Tanya Hakala of Dover has always been crafty and interested in DIY projects, but she’s been limited to using small hand tools and other supplies that she can store in her home. She doesn’t have the space in her house for, say, an embroidery machine. Not many people do.
But these days, she’s not only got access to an embroidery machine but also to a spinning wheel, a loom, and even power tools, thanks to Port City Makerspace in Portsmouth.
“The Makerspace opens up an entire woodshop and metal shop,” Hakala says. “I welded for the first time.”
A “Makerspace,” or “hackerspace,” is a place where members can share and store tools, have a workspace and collaborate with each other on projects ranging from woodworking to electronics to weaving.
“We’re a community workshop,” says Clint Crosbie, who opened Port City Makerspace in August 2012 with Ross Beane and Zak Robinson. “We work under a similar model as gyms where you pay a monthly membership to come in and use the equipment.”
There is, however, a crucial difference between the two business models: Gym members don’t bring their own treadmills to store, use, and share, whereas Makerspace members often bring their own equipment and allow other members to use it, too, sometimes in exchange for membership.
It’s that spirit of sharing and collaboration that makes the makerspace concept so interesting, and increasingly so popular.

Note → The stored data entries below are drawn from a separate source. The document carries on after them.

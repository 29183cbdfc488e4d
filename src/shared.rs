//! Walkers shared between threads.
//!
//! [`SharedWalker`] puts a walker behind a lock so any number of threads can
//! take disjoint pieces of work from it. Each `steal` is one exclusive
//! fetch-and-advance of a child cursor: every pending subtree is handed to
//! exactly one thread, and nothing is visited twice.
//!
//! While draining, a worker that notices idle peers splits the children of
//! its own piece back into a shared queue, so work spreads below the root.

use std::convert::Infallible;
use std::fmt;
use std::mem;
use std::sync::atomic::{AtomicUsize, Ordering};
use std::thread;

use parking_lot::Mutex;
use tracing::debug;

use crate::expand::Expand;
use crate::walker::{WalkStats, Walker};
use crate::WalkError;

/// A walker whose work can be taken concurrently.
pub struct SharedWalker<T, E, R>
where
    E: Expand<T>,
{
    inner: Mutex<Walker<T, E, R>>,

    /// Pieces split off by workers, taken before the root walker
    queue: Mutex<Vec<Walker<T, E, R>>>,
}

impl<T, E, R> SharedWalker<T, E, R>
where
    T: Clone,
    E: Expand<T, Error = Infallible>,
    R: Iterator<Item = T>,
{
    /// Share `walker` between threads.
    pub fn new(walker: Walker<T, E, R>) -> Self {
        Self {
            inner: Mutex::new(walker),
            queue: Mutex::new(Vec::new()),
        }
    }

    /// Take the next independent piece of work.
    ///
    /// Pieces offered back by workers come first. Otherwise hands out the
    /// next pending child subtree of the shared walker while one exists;
    /// after that, the remaining work (the root if not yet emitted, plus any
    /// subtree already being drained) is handed out once as a whole. Returns
    /// `None` when nothing is left.
    pub fn steal(&self) -> Option<Walker<T, E, R>> {
        if let Some(piece) = self.queue.lock().pop() {
            return Some(piece);
        }

        let mut walker = self.inner.lock();
        if let Some(child) = walker.split() {
            return Some(child);
        }
        if walker.is_exhausted() {
            return None;
        }

        debug!(depth = walker.depth(), "handing out residual work");
        let empty = Walker::exhausted(walker.expansion().clone());
        Some(mem::replace(&mut *walker, empty))
    }

    /// Counters of the shared walker itself (not of stolen pieces).
    pub fn stats(&self) -> WalkStats {
        self.inner.lock().stats()
    }

    /// Offer a piece of work to other threads.
    pub fn offer(&self, piece: Walker<T, E, R>) {
        self.queue.lock().push(piece);
    }

    /// Recover the shared walker once sharing is over.
    ///
    /// Pieces still sitting in the queue are dropped.
    pub fn into_inner(self) -> Walker<T, E, R> {
        self.inner.into_inner()
    }
}

impl<T, E, R> SharedWalker<T, E, R>
where
    T: Clone + Send,
    E: Expand<T, Error = Infallible> + Send + Sync,
    E::Children: Send,
    R: Iterator<Item = T> + Send,
{
    /// Drain the walk on `threads` scoped worker threads.
    ///
    /// Each worker steals a piece and drains it through `visit`. While other
    /// workers are waiting, it splits its piece's pending children into the
    /// queue for them. A worker stops once nothing is left to steal and no
    /// other worker holds a piece. Returns the merged counters of every
    /// piece drained.
    pub fn drain_with<F>(&self, threads: usize, visit: F) -> Result<WalkStats, WalkError>
    where
        F: Fn(T) + Sync,
    {
        if threads == 0 {
            return Err(WalkError::InvalidConfiguration(
                "worker thread count must be > 0".to_string(),
            ));
        }

        let visit = &visit;
        let busy = &AtomicUsize::new(0);
        let waiting = &AtomicUsize::new(0);
        let totals = thread::scope(|scope| {
            let workers: Vec<_> = (0..threads)
                .map(|_| scope.spawn(move || self.work(visit, busy, waiting)))
                .collect();

            workers
                .into_iter()
                .map(|worker| worker.join().unwrap_or_else(|panic| std::panic::resume_unwind(panic)))
                .fold(WalkStats::default(), |acc, stats| acc.merge(&stats))
        });

        Ok(totals.merge(&self.stats()))
    }

    fn work<F>(&self, visit: &F, busy: &AtomicUsize, waiting: &AtomicUsize) -> WalkStats
    where
        F: Fn(T),
    {
        let mut stats = WalkStats::default();
        let mut idle = false;

        loop {
            // Claim before stealing so a piece in hand is always counted.
            busy.fetch_add(1, Ordering::SeqCst);
            if let Some(mut piece) = self.steal() {
                if idle {
                    waiting.fetch_sub(1, Ordering::SeqCst);
                    idle = false;
                }
                loop {
                    if waiting.load(Ordering::SeqCst) > 0 {
                        if let Some(child) = piece.split() {
                            self.offer(child);
                        }
                    }
                    match piece.next() {
                        Some(node) => visit(node),
                        None => break,
                    }
                }
                stats = stats.merge(&piece.stats());
                busy.fetch_sub(1, Ordering::SeqCst);
                continue;
            }

            // Only a worker holding a piece can offer more work.
            if busy.fetch_sub(1, Ordering::SeqCst) == 1 {
                break;
            }
            if !idle {
                waiting.fetch_add(1, Ordering::SeqCst);
                idle = true;
            }
            thread::yield_now();
        }

        if idle {
            waiting.fetch_sub(1, Ordering::SeqCst);
        }
        stats
    }
}

impl<T, E, R> fmt::Debug for SharedWalker<T, E, R>
where
    E: Expand<T>,
{
    fn fmt(&self, f: &mut fmt::Formatter<'_>) -> fmt::Result {
        f.debug_struct("SharedWalker").finish_non_exhaustive()
    }
}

For years, Crosbie, Beane and Robinson toyed with the idea of having a communal workspace.
“We didn’t necessarily want to have a garage where we paid rent to keep our stuff,” Crosbie says. “We wanted to have a bigger community around us as well.”
So they started researching and reading about hackerspaces in other cities and realized “this is completely plausible,” says Crosbie. Now Port City Makerspace runs as a nonprofit with the goal of being a “benefit to the local community,” he says.
Not only is the concept plausible and available on the New Hampshire Seacoast, it’s successful. In August, about one year after opening, Port City Makerspace had about 30 members, attracting people from the local arts and tech communities.
Among them is Jeff Gunn of Stratham, who says he’s excited that the hackerspace concept is moving out of urban and university settings and into less densely populated places like the New Hampshire Seacoast. And he adds that hackerspaces aren’t just for engineers or tech geeks, either.
“Here at Port City Makerspace, we get a real broad cross-section of the population,” Gunn says. “Either the movement has grown or it has evolved in such a way that it offers something to pretty much anybody anywhere.”
It offers classes, which are open to members and nonmembers, in disciplines like woodworking, metalworking, bike maintenance, machine embroidery and 3D printing. And as its membership grows, the selection of tools and breadth of skills available to members is always growing, too.
Among the resources available in the Makerspace are an electronics lab with such tools as soldering equipment, wire strippers, precision screwdrivers and 3D printers; a woodshop with a surface planer, table saw, chop saw, bench sander, band saw, lathe, drill press and tools; a metal shop with welders, a plasma cutter, bench grinder and bridge mill; and a bike shop with a full complement of bike tools.
But it’s not just the tools that make the space; it’s the people.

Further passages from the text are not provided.